Boyhood por no hacer hincapié en nada acaba incluso suprimiendo cualquier instante relevante en la vida de su joven protagonista y la gente que le rodea; tan solo queda su eco en secuencias posteriores. Bajo la aparente sensación de asistir a un work in progress, la película se construye sobre un esqueleto narrativo muy sencillo, compuesto de largas secuencias y abruptas elipsis que constatan el paso de los años, los cambios en la vida –que asombro produce ese instante en que de una secuencia a otra el protagonista cambia su voz de niño a la del adolescente.- La mirada de Linklater, confiada en gran parte a los excelentes diálogos co-escritos entre él y los miembros del reparto y a la labor interpretativa, se nos ofrece límpida y transparente, sin necesidad de aderezos –no los ha necesitado jamás-, con la naturalidad con la que alguien observa a su propio hijo -la hermana del protagonista está interpretada por la hija del cineasta- o a sus seres más próximos y evitando cualquier tipo de juicio o discurso edificante.

 

El alcance de una película como Boyhood, pero, es todavía mayor cuando decidimos ponerla en relación al resto de filmografía de su director.
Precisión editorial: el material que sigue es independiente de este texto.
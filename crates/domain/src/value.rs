//! `GValue`: the dynamically-typed value carried by object attributes and by
//! every expression the G interpreter evaluates.
//!
//! GAIA is string-centric: any value can be coerced to a string for display
//! or concatenation, and most scalars can be parsed back out of a string.
//! `GValue` keeps the richer shapes (sequences, maps, object references,
//! unevaluated source) available to code that wants them, while `to_gstring`
//! gives every variant a canonical textual form.

use std::fmt;

use serde::{Deserialize, Serialize};

use crate::ids::ObjectId;

#[derive(Debug, Clone, PartialEq, Serialize, Deserialize)]
#[serde(tag = "type", content = "value")]
pub enum GValue {
    Null,
    Boolean(bool),
    Number(f64),
    String(String),
    /// An ordered list of values. The spec treats the empty sequence and the
    /// empty string as equivalent in boolean context (see `is_truthy`).
    Sequence(Vec<GValue>),
    /// An unordered string-keyed map, used by builtins that return or accept
    /// structured data (e.g. `attribs`).
    Map(Vec<(String, GValue)>),
    /// A reference to another object, distinct from a bare string so the
    /// interpreter can dereference it without re-parsing an id out of text.
    ObjectRef(ObjectId),
    /// Unevaluated G source, used for attributes that hold code (commands,
    /// listeners) rather than data.
    Source(String),
}

impl GValue {
    pub fn string(value: impl Into<String>) -> Self {
        Self::String(value.into())
    }

    /// Boolean coercion: `false`, `0`, the empty string, the empty sequence
    /// and `null` are false; everything else, including whitespace-only
    /// strings and non-zero numbers (positive or negative), is true.
    pub fn is_truthy(&self) -> bool {
        match self {
            GValue::Null => false,
            GValue::Boolean(b) => *b,
            GValue::Number(n) => *n != 0.0,
            GValue::String(s) => !s.is_empty(),
            GValue::Sequence(items) => !items.is_empty(),
            GValue::Map(entries) => !entries.is_empty(),
            GValue::ObjectRef(_) => true,
            GValue::Source(s) => !s.is_empty(),
        }
    }

    /// Canonical string form used for concatenation, display, and
    /// attribute-value parsing round-trips.
    pub fn to_gstring(&self) -> String {
        match self {
            GValue::Null => String::new(),
            GValue::Boolean(b) => if *b { "true" } else { "false" }.to_string(),
            GValue::Number(n) => format_number(*n),
            GValue::String(s) => s.clone(),
            GValue::Sequence(items) => format!(
                "[{}]",
                items
                    .iter()
                    .map(GValue::to_gstring)
                    .collect::<Vec<_>>()
                    .join(" ")
            ),
            GValue::Map(entries) => entries
                .iter()
                .map(|(k, v)| format!("{k}={}", v.to_gstring()))
                .collect::<Vec<_>>()
                .join(","),
            GValue::ObjectRef(id) => id.to_string(),
            GValue::Source(s) => s.clone(),
        }
    }

    /// Attempt to parse the value as a number, following the coercion rule
    /// that a numeric-looking string is treated as its number for arithmetic
    /// and comparison operators.
    pub fn as_number(&self) -> Option<f64> {
        match self {
            GValue::Number(n) => Some(*n),
            GValue::Boolean(b) => Some(if *b { 1.0 } else { 0.0 }),
            GValue::String(s) => s.trim().parse::<f64>().ok(),
            _ => None,
        }
    }
}

fn format_number(n: f64) -> String {
    if n.fract() == 0.0 && n.abs() < 1e15 {
        format!("{}", n as i64)
    } else {
        format!("{n}")
    }
}

impl fmt::Display for GValue {
    fn fmt(&self, f: &mut fmt::Formatter<'_>) -> fmt::Result {
        write!(f, "{}", self.to_gstring())
    }
}

impl From<&str> for GValue {
    fn from(value: &str) -> Self {
        Self::String(value.to_string())
    }
}

impl From<String> for GValue {
    fn from(value: String) -> Self {
        Self::String(value)
    }
}

impl From<f64> for GValue {
    fn from(value: f64) -> Self {
        Self::Number(value)
    }
}

impl From<bool> for GValue {
    fn from(value: bool) -> Self {
        Self::Boolean(value)
    }
}

#[cfg(test)]
mod tests {
    use super::*;

    #[test]
    fn empty_sequence_is_falsy_like_empty_string() {
        assert!(!GValue::Sequence(Vec::new()).is_truthy());
        assert!(!GValue::string("").is_truthy());
    }

    #[test]
    fn whitespace_only_string_is_truthy() {
        assert!(GValue::string("   ").is_truthy());
    }

    #[test]
    fn negative_number_is_truthy() {
        assert!(GValue::Number(-4.0).is_truthy());
    }

    #[test]
    fn sequence_renders_bracketed_and_space_joined() {
        let seq = GValue::Sequence(vec![GValue::string("a"), GValue::string("b")]);
        assert_eq!(seq.to_gstring(), "[a b]");
    }

    #[test]
    fn boolean_renders_as_true_or_false() {
        assert_eq!(GValue::Boolean(true).to_gstring(), "true");
        assert_eq!(GValue::Boolean(false).to_gstring(), "false");
    }

    #[test]
    fn integral_number_formats_without_decimal() {
        assert_eq!(GValue::Number(3.0).to_gstring(), "3");
        assert_eq!(GValue::Number(3.5).to_gstring(), "3.5");
    }

    #[test]
    fn numeric_string_coerces_to_number() {
        assert_eq!(GValue::string("42").as_number(), Some(42.0));
        assert_eq!(GValue::string("abc").as_number(), None);
    }
}
//! # pdf-digest
//!
//! Turn a PDF academic paper into a reading report with an LLM: section
//! summaries, a glossary, key insights and review questions.
//!
//! ## Pipeline Overview
//!
//! The work is a small DAG run by the crate's own workflow engine
//! ([`graph`]):
//!
//! ```text
//! PDF
//!  │
//!  ├─ load       text + metadata via pdfium (spawn_blocking)
//!  ├─ split      LLM → titled sections, duplicates merged
//!  ├─ summarize  one LLM call per section, ≤ N in flight
//!  ├─┬ glossary  ┐
//!  │ ├ insights  ├ run concurrently on the same snapshot
//!  │ └ questions ┘
//!  └─ export     AND-join → Markdown or PDF report
//! ```
//!
//! Each stage returns a partial [`StateUpdate`]; the executor merges updates
//! into [`PaperState`] one at a time. Per-stage [`graph::FailurePolicy`]
//! decides whether a failure aborts the run or degrades to placeholder
//! output.
//!
//! ## Quick Start
//!
//! ```rust,no_run
//! use pdf_digest::{digest, DigestConfig};
//!
//! #[tokio::main]
//! async fn main() -> Result<(), Box<dyn std::error::Error>> {
//!     // Provider auto-detected from OPENAI_API_KEY / ANTHROPIC_API_KEY / …
//!     let config = DigestConfig::builder().output_path("report.md").build()?;
//!     let output = digest("paper.pdf", &config).await?;
//!     println!("report: {:?}", output.report_path);
//!     for stage in output.report.degraded() {
//!         eprintln!("degraded: {}", stage.stage);
//!     }
//!     Ok(())
//! }
//! ```
//!
//! ## Feature Flags
//!
//! | Feature | Default | Description |
//! |---------|---------|-------------|
//! | `cli`   | on      | Enables the `pdfdigest` binary (clap + anyhow + tracing-subscriber) |
//!
//! Disable `cli` when using only the library:
//! ```toml
//! pdf-digest = { version = "0.1", default-features = false }
//! ```

// ── Modules ──────────────────────────────────────────────────────────────

pub mod config;
pub mod digest;
pub mod error;
pub mod graph;
pub mod output;
pub mod pipeline;
pub mod progress;
pub mod prompts;
pub mod state;

// ── Re-exports ───────────────────────────────────────────────────────────

pub use config::{DigestConfig, DigestConfigBuilder};
pub use digest::{digest, digest_sync, digest_with, inspect};
pub use error::{
    CacheError, DigestError, ExecutionError, GraphError, LlmError, ParseError, PdfError,
    StageError,
};
pub use output::{DigestOutput, TokenUsage};
pub use pipeline::Collaborators;
pub use progress::{NoopObserver, WorkflowObserver};
pub use state::{
    DocumentMetadata, GlossaryEntry, PaperState, Section, SectionSummary, StateUpdate,
};
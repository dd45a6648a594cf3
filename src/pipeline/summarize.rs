//! The `summarize` stage: one LLM summary per section, same order.

use crate::error::StageError;
use crate::graph::Stage;
use crate::pipeline::llm::CompletionClient;
use crate::pipeline::map_bounded;
use crate::pipeline::split::preview;
use crate::prompts::render;
use crate::state::{PaperState, Section, SectionSummary, StateUpdate};
use async_trait::async_trait;
use std::sync::Arc;
use tracing::{info, warn};

/// Summary text recorded for a section whose summary could not be produced.
pub const SUMMARY_PLACEHOLDER: &str = "[summary unavailable]";

pub struct SummarizeStage {
    llm: Arc<dyn CompletionClient>,
    prompt: String,
    concurrency: usize,
}

impl SummarizeStage {
    pub fn new(llm: Arc<dyn CompletionClient>, prompt: String, concurrency: usize) -> Self {
        Self {
            llm,
            prompt,
            concurrency,
        }
    }

    async fn summarize_one(&self, section: &Section) -> SectionSummary {
        let prompt = render(
            &self.prompt,
            &[("title", &section.title), ("content", &section.content)],
        );
        let summary = match self.llm.complete(&prompt).await {
            Ok(c) if !c.content.trim().is_empty() => c.content.trim().to_string(),
            Ok(_) => {
                warn!("Empty summary for section '{}'", section.title);
                SUMMARY_PLACEHOLDER.to_string()
            }
            Err(e) => {
                warn!(
                    "Summary failed for section '{}': {}\ncontent: {}",
                    section.title,
                    e,
                    preview(&section.content)
                );
                SUMMARY_PLACEHOLDER.to_string()
            }
        };
        SectionSummary {
            title: section.title.clone(),
            summary,
            content: section.content.clone(),
        }
    }
}

fn placeholder_for(section: &Section) -> SectionSummary {
    SectionSummary {
        title: section.title.clone(),
        summary: SUMMARY_PLACEHOLDER.to_string(),
        content: section.content.clone(),
    }
}

#[async_trait]
impl Stage<PaperState> for SummarizeStage {
    async fn run(&self, state: Arc<PaperState>) -> Result<StateUpdate, StageError> {
        let sections = state.require_sections()?;
        info!("Summarizing {} sections", sections.len());

        let items: Vec<&Section> = sections.iter().collect();
        let summaries = map_bounded(items, self.concurrency, |s| self.summarize_one(s)).await;

        let failed = summaries
            .iter()
            .filter(|s| s.summary == SUMMARY_PLACEHOLDER)
            .count();
        if failed > 0 {
            warn!("{}/{} section summaries failed", failed, summaries.len());
        }
        Ok(StateUpdate::summaries(summaries))
    }

    /// Every section with the placeholder summary, so the report still lists
    /// all sections.
    fn degraded(&self, state: &PaperState, _error: &StageError) -> StateUpdate {
        let sections = state.sections.as_deref().unwrap_or_default();
        StateUpdate::summaries(sections.iter().map(placeholder_for).collect())
    }
}

#[cfg(test)]
mod tests {
    use super::*;
    use crate::error::LlmError;
    use crate::pipeline::llm::Completion;
    use std::sync::atomic::{AtomicUsize, Ordering};
    use std::time::Duration;

    /// Fails for any prompt that mentions "Method".
    struct FlakyOnMethod;

    #[async_trait]
    impl CompletionClient for FlakyOnMethod {
        async fn complete(&self, prompt: &str) -> Result<Completion, LlmError> {
            if prompt.contains("Method") {
                Err(LlmError::Failed {
                    retries: 3,
                    detail: "HTTP 503".into(),
                })
            } else {
                Ok(Completion::text(format!("summary of {prompt}")))
            }
        }
    }

    fn state() -> PaperState {
        let mut state = PaperState::new("p.pdf", "p");
        state.sections = Some(vec![
            Section {
                title: "Intro".into(),
                content: "i".into(),
            },
            Section {
                title: "Method".into(),
                content: "m".into(),
            },
            Section {
                title: "Results".into(),
                content: "r".into(),
            },
        ]);
        state
    }

    #[tokio::test]
    async fn one_failing_section_gets_placeholder() {
        let stage = SummarizeStage::new(Arc::new(FlakyOnMethod), "{title}".into(), 2);
        let summaries = stage.run(Arc::new(state())).await.unwrap().summaries.unwrap();
        let titles: Vec<_> = summaries.iter().map(|s| s.title.as_str()).collect();
        assert_eq!(titles, ["Intro", "Method", "Results"]);
        assert_eq!(summaries[0].summary, "summary of Intro");
        assert_eq!(summaries[1].summary, SUMMARY_PLACEHOLDER);
        assert_eq!(summaries[1].content, "m");
    }

    /// Tracks how many calls are in flight at once.
    #[derive(Default)]
    struct Gauge {
        in_flight: AtomicUsize,
        peak: AtomicUsize,
    }

    #[async_trait]
    impl CompletionClient for Gauge {
        async fn complete(&self, prompt: &str) -> Result<Completion, LlmError> {
            let now = self.in_flight.fetch_add(1, Ordering::SeqCst) + 1;
            self.peak.fetch_max(now, Ordering::SeqCst);
            tokio::time::sleep(Duration::from_millis(20)).await;
            self.in_flight.fetch_sub(1, Ordering::SeqCst);
            Ok(Completion::text(format!("summary of {prompt}")))
        }
    }

    #[tokio::test]
    async fn section_calls_stay_within_concurrency() {
        let mut state = PaperState::new("p.pdf", "p");
        state.sections = Some(
            (0..6)
                .map(|i| Section {
                    title: format!("S{i}"),
                    content: "c".into(),
                })
                .collect(),
        );
        let gauge = Arc::new(Gauge::default());
        let stage = SummarizeStage::new(gauge.clone(), "{title}".into(), 2);

        let summaries = stage.run(Arc::new(state)).await.unwrap().summaries.unwrap();

        assert_eq!(summaries.len(), 6);
        assert_eq!(summaries[5].summary, "summary of S5");
        assert_eq!(gauge.peak.load(Ordering::SeqCst), 2);
    }

    #[test]
    fn degraded_output_covers_every_section() {
        let stage = SummarizeStage::new(Arc::new(FlakyOnMethod), "{title}".into(), 2);
        let update = stage.degraded(&state(), &StageError::Other("boom".into()));
        let summaries = update.summaries.unwrap();
        assert_eq!(summaries.len(), 3);
        assert!(summaries.iter().all(|s| s.summary == SUMMARY_PLACEHOLDER));
    }

    #[tokio::test]
    async fn missing_sections_is_reported() {
        let stage = SummarizeStage::new(Arc::new(FlakyOnMethod), "{title}".into(), 2);
        let err = stage
            .run(Arc::new(PaperState::new("p.pdf", "p")))
            .await
            .unwrap_err();
        assert!(matches!(err, StageError::MissingInput("sections")));
    }
}
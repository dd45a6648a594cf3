//! LLM access for the stages: one prompt in, one completion out.
//!
//! Stages depend on [`CompletionClient`], not on a provider, so tests can
//! script responses. [`ProviderClient`] is the production implementation over
//! an `edgequake_llm` provider.
//!
//! ## Retry Strategy
//!
//! Failed calls are retried with exponential backoff
//! (`retry_backoff_ms * 2^attempt`): with 500 ms base and 3 retries the wait
//! sequence is 500 ms → 1 s → 2 s. Each attempt is bounded by
//! `api_timeout_secs`.

use crate::config::DigestConfig;
use crate::error::{DigestError, LlmError};
use crate::output::TokenUsage;
use async_trait::async_trait;
use edgequake_llm::{ChatMessage, CompletionOptions, LLMProvider, ProviderFactory};
use std::sync::atomic::{AtomicUsize, Ordering};
use std::sync::Arc;
use std::time::Instant;
use tokio::time::{sleep, timeout, Duration};
use tracing::{debug, warn};

const DEFAULT_MODEL: &str = "gpt-4.1-nano";

/// Text returned by one completion call.
#[derive(Debug, Clone, Default, PartialEq, Eq)]
pub struct Completion {
    pub content: String,
    pub input_tokens: usize,
    pub output_tokens: usize,
}

impl Completion {
    pub fn text(content: impl Into<String>) -> Self {
        Self {
            content: content.into(),
            ..Default::default()
        }
    }
}

/// A single-turn completion service.
#[async_trait]
pub trait CompletionClient: Send + Sync {
    async fn complete(&self, prompt: &str) -> Result<Completion, LlmError>;

    /// Tokens used so far, if the client tracks them.
    fn usage(&self) -> Option<TokenUsage> {
        None
    }
}

/// [`CompletionClient`] over an `edgequake_llm` provider, with retry,
/// per-call timeout and token accounting.
pub struct ProviderClient {
    provider: Arc<dyn LLMProvider>,
    temperature: f32,
    max_tokens: usize,
    max_retries: u32,
    retry_backoff_ms: u64,
    api_timeout_secs: u64,
    calls: AtomicUsize,
    input_tokens: AtomicUsize,
    output_tokens: AtomicUsize,
}

impl ProviderClient {
    pub fn new(provider: Arc<dyn LLMProvider>, config: &DigestConfig) -> Self {
        Self {
            provider,
            temperature: config.temperature,
            max_tokens: config.max_tokens,
            max_retries: config.max_retries,
            retry_backoff_ms: config.retry_backoff_ms,
            api_timeout_secs: config.api_timeout_secs,
            calls: AtomicUsize::new(0),
            input_tokens: AtomicUsize::new(0),
            output_tokens: AtomicUsize::new(0),
        }
    }

    /// Resolve a provider from `config` and wrap it.
    pub fn from_config(config: &DigestConfig) -> Result<Self, DigestError> {
        Ok(Self::new(resolve_provider(config)?, config))
    }

    fn options(&self) -> CompletionOptions {
        CompletionOptions {
            temperature: Some(self.temperature),
            max_tokens: Some(self.max_tokens),
            ..Default::default()
        }
    }

    fn backoff(&self, attempt: u32) -> Duration {
        Duration::from_millis(self.retry_backoff_ms.saturating_mul(2u64.saturating_pow(attempt - 1)))
    }
}

#[async_trait]
impl CompletionClient for ProviderClient {
    async fn complete(&self, prompt: &str) -> Result<Completion, LlmError> {
        let start = Instant::now();
        let messages = vec![ChatMessage::user(prompt)];
        let options = self.options();
        let limit = Duration::from_secs(self.api_timeout_secs);

        let mut last_err: Option<LlmError> = None;
        for attempt in 0..=self.max_retries {
            if attempt > 0 {
                let backoff = self.backoff(attempt);
                warn!(
                    "LLM retry {}/{} after {}ms",
                    attempt,
                    self.max_retries,
                    backoff.as_millis()
                );
                sleep(backoff).await;
            }

            match timeout(limit, self.provider.chat(&messages, Some(&options))).await {
                Ok(Ok(response)) => {
                    let input_tokens = response.prompt_tokens as usize;
                    let output_tokens = response.completion_tokens as usize;
                    self.calls.fetch_add(1, Ordering::Relaxed);
                    self.input_tokens.fetch_add(input_tokens, Ordering::Relaxed);
                    self.output_tokens.fetch_add(output_tokens, Ordering::Relaxed);
                    debug!(
                        "LLM call: {} input tokens, {} output tokens, {:?}",
                        input_tokens,
                        output_tokens,
                        start.elapsed()
                    );
                    return Ok(Completion {
                        content: response.content,
                        input_tokens,
                        output_tokens,
                    });
                }
                Ok(Err(e)) => {
                    warn!("LLM attempt {} failed: {}", attempt + 1, e);
                    last_err = Some(LlmError::Failed {
                        retries: attempt,
                        detail: e.to_string(),
                    });
                }
                Err(_) => {
                    warn!(
                        "LLM attempt {} timed out after {}s",
                        attempt + 1,
                        self.api_timeout_secs
                    );
                    last_err = Some(LlmError::Timeout {
                        secs: self.api_timeout_secs,
                    });
                }
            }
        }

        Err(last_err.unwrap_or(LlmError::Failed {
            retries: self.max_retries,
            detail: "no attempt was made".to_string(),
        }))
    }

    fn usage(&self) -> Option<TokenUsage> {
        Some(TokenUsage {
            calls: self.calls.load(Ordering::Relaxed),
            input_tokens: self.input_tokens.load(Ordering::Relaxed),
            output_tokens: self.output_tokens.load(Ordering::Relaxed),
        })
    }
}

fn create_provider(provider_name: &str, model: &str) -> Result<Arc<dyn LLMProvider>, DigestError> {
    ProviderFactory::create_llm_provider(provider_name, model).map_err(|e| {
        DigestError::ProviderNotConfigured {
            provider: provider_name.to_string(),
            hint: format!("{e}"),
        }
    })
}

/// Resolve the LLM provider, from most-specific to least-specific:
///
/// 1. `config.provider`, used as-is.
/// 2. `config.provider_name` with `config.model`.
/// 3. `EDGEQUAKE_LLM_PROVIDER` + `EDGEQUAKE_MODEL`, when both are set.
/// 4. OpenAI, when `OPENAI_API_KEY` is set.
/// 5. `ProviderFactory::from_env` auto-detection.
pub fn resolve_provider(config: &DigestConfig) -> Result<Arc<dyn LLMProvider>, DigestError> {
    if let Some(ref provider) = config.provider {
        return Ok(Arc::clone(provider));
    }

    let model = config.model.as_deref().unwrap_or(DEFAULT_MODEL);
    if let Some(ref name) = config.provider_name {
        return create_provider(name, model);
    }

    if let (Ok(prov), Ok(env_model)) = (
        std::env::var("EDGEQUAKE_LLM_PROVIDER"),
        std::env::var("EDGEQUAKE_MODEL"),
    ) {
        if !prov.is_empty() && !env_model.is_empty() {
            return create_provider(&prov, &env_model);
        }
    }

    if let Ok(openai_key) = std::env::var("OPENAI_API_KEY") {
        if !openai_key.is_empty() {
            return create_provider("openai", model);
        }
    }

    let (llm_provider, _embedding) =
        ProviderFactory::from_env().map_err(|e| DigestError::ProviderNotConfigured {
            provider: "auto".to_string(),
            hint: format!(
                "No LLM provider could be auto-detected from environment.\n\
                Set OPENAI_API_KEY, ANTHROPIC_API_KEY, or configure a provider.\n\
                Error: {}",
                e
            ),
        })?;

    Ok(llm_provider)
}

#[cfg(test)]
mod tests {
    use super::*;

    struct Fixed;

    #[async_trait]
    impl CompletionClient for Fixed {
        async fn complete(&self, prompt: &str) -> Result<Completion, LlmError> {
            Ok(Completion::text(prompt.to_uppercase()))
        }
    }

    #[tokio::test]
    async fn default_usage_is_untracked() {
        let client = Fixed;
        assert_eq!(client.complete("hi").await.unwrap().content, "HI");
        assert!(client.usage().is_none());
    }

    #[test]
    fn completion_text_has_no_tokens() {
        let c = Completion::text("x");
        assert_eq!((c.input_tokens, c.output_tokens), (0, 0));
    }
}
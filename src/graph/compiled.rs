//! Immutable, validated workflow graph.

use crate::graph::builder::StageNode;
use crate::graph::executor::{Executor, RunOutcome};
use crate::graph::stage::{FailurePolicy, Stage, WorkflowState};
use crate::error::ExecutionError;
use std::sync::Arc;

/// A validated DAG of stages, produced by
/// [`crate::graph::WorkflowGraph::compile`].
///
/// Nothing about the topology can change after compilation. Stages are
/// addressed internally by index; the public API speaks stage names.
pub struct CompiledGraph<S: WorkflowState> {
    nodes: Vec<StageNode<S>>,
    successors: Vec<Vec<usize>>,
    predecessors: Vec<Vec<usize>>,
    entry: usize,
    terminal: Option<usize>,
    order: Vec<usize>,
}

impl<S: WorkflowState> CompiledGraph<S> {
    pub(crate) fn new(
        nodes: Vec<StageNode<S>>,
        successors: Vec<Vec<usize>>,
        predecessors: Vec<Vec<usize>>,
        entry: usize,
        terminal: Option<usize>,
        order: Vec<usize>,
    ) -> Self {
        Self {
            nodes,
            successors,
            predecessors,
            entry,
            terminal,
            order,
        }
    }

    /// Number of stages.
    pub fn len(&self) -> usize {
        self.nodes.len()
    }

    pub fn is_empty(&self) -> bool {
        self.nodes.is_empty()
    }

    pub fn entry(&self) -> &str {
        &self.nodes[self.entry].name
    }

    /// The stage routed to [`crate::graph::END`], if one was declared.
    pub fn terminal(&self) -> Option<&str> {
        self.terminal.map(|i| self.nodes[i].name.as_str())
    }

    /// Stage names in a valid execution order.
    pub fn topological_order(&self) -> Vec<&str> {
        self.order.iter().map(|&i| self.nodes[i].name.as_str()).collect()
    }

    pub fn contains(&self, name: &str) -> bool {
        self.position(name).is_some()
    }

    pub fn predecessors(&self, name: &str) -> Option<Vec<&str>> {
        let idx = self.position(name)?;
        Some(self.names(&self.predecessors[idx]))
    }

    pub fn successors(&self, name: &str) -> Option<Vec<&str>> {
        let idx = self.position(name)?;
        Some(self.names(&self.successors[idx]))
    }

    pub fn policy(&self, name: &str) -> Option<FailurePolicy> {
        self.position(name).map(|i| self.nodes[i].policy)
    }

    /// Run the graph with default executor settings (no cache, no observer).
    pub async fn run(&self, initial: S) -> Result<S, ExecutionError> {
        Executor::new(self).run(initial).await
    }

    /// Like [`run`](Self::run) but also returns the per-stage report.
    pub async fn run_with_report(&self, initial: S) -> Result<RunOutcome<S>, ExecutionError> {
        Executor::new(self).run_with_report(initial).await
    }

    fn position(&self, name: &str) -> Option<usize> {
        self.nodes.iter().position(|n| n.name == name)
    }

    fn names(&self, indices: &[usize]) -> Vec<&str> {
        indices.iter().map(|&i| self.nodes[i].name.as_str()).collect()
    }

    // ── Executor access ──────────────────────────────────────────────────

    pub(crate) fn entry_index(&self) -> usize {
        self.entry
    }

    pub(crate) fn name_at(&self, idx: usize) -> &str {
        &self.nodes[idx].name
    }

    pub(crate) fn stage_at(&self, idx: usize) -> &Arc<dyn Stage<S>> {
        &self.nodes[idx].stage
    }

    pub(crate) fn policy_at(&self, idx: usize) -> FailurePolicy {
        self.nodes[idx].policy
    }

    pub(crate) fn successors_at(&self, idx: usize) -> &[usize] {
        &self.successors[idx]
    }

    pub(crate) fn in_degrees(&self) -> Vec<usize> {
        self.predecessors.iter().map(Vec::len).collect()
    }
}

impl<S: WorkflowState> std::fmt::Debug for CompiledGraph<S> {
    fn fmt(&self, f: &mut std::fmt::Formatter<'_>) -> std::fmt::Result {
        f.debug_struct("CompiledGraph")
            .field("entry", &self.entry())
            .field("terminal", &self.terminal())
            .field("order", &self.topological_order())
            .finish()
    }
}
Entonces, seguramente ni tan siquiera proponiéndoselo su responsable, adquiere el carácter de obra magna, compendio inabarcable. ¿Cómo ubicar una obra como esta cuya realización abarca una década durante la cual Linklater ha realizado otras películas? ¿Qué hay de él como cineasta –incluso como persona- en las primeras secuencias de Boyhood, cuando estaba a punto de rodar Antes del atardecer (Before sunset, 2004)? ¿Y en las últimas, cuando iba a cerrar su célebre y maravillosa trilogía y por ejemplo había experimentado el universo alucinado y paranoico de Philip K. Dick –Scanner Darkly (2006)- y había coqueteado con el género del biopic –Bernie (2011)? ¿Qué importancia tuvo el proyecto de Boyhood para que decidiera rodar las comedias infantiles Escuela de rock y Una cuestión de pelotas? Así pues, Boyhood, volviendo de nuevo a su doble naturaleza, constata el paso de la vida pero también, en cierta manera, subrepticiamente,  la trayectoria de un cineasta, sin que ello se note, sin que aparezca una sola costura que lo delate. Porque al fin y al cabo hablamos de un cineasta cuya heterogénea filmografía no riñe con una admirable integridad artística. Hablamos de un cineasta mayúsculo capaz de situarnos en ese punto en el que el cine es la vida, y viceversa.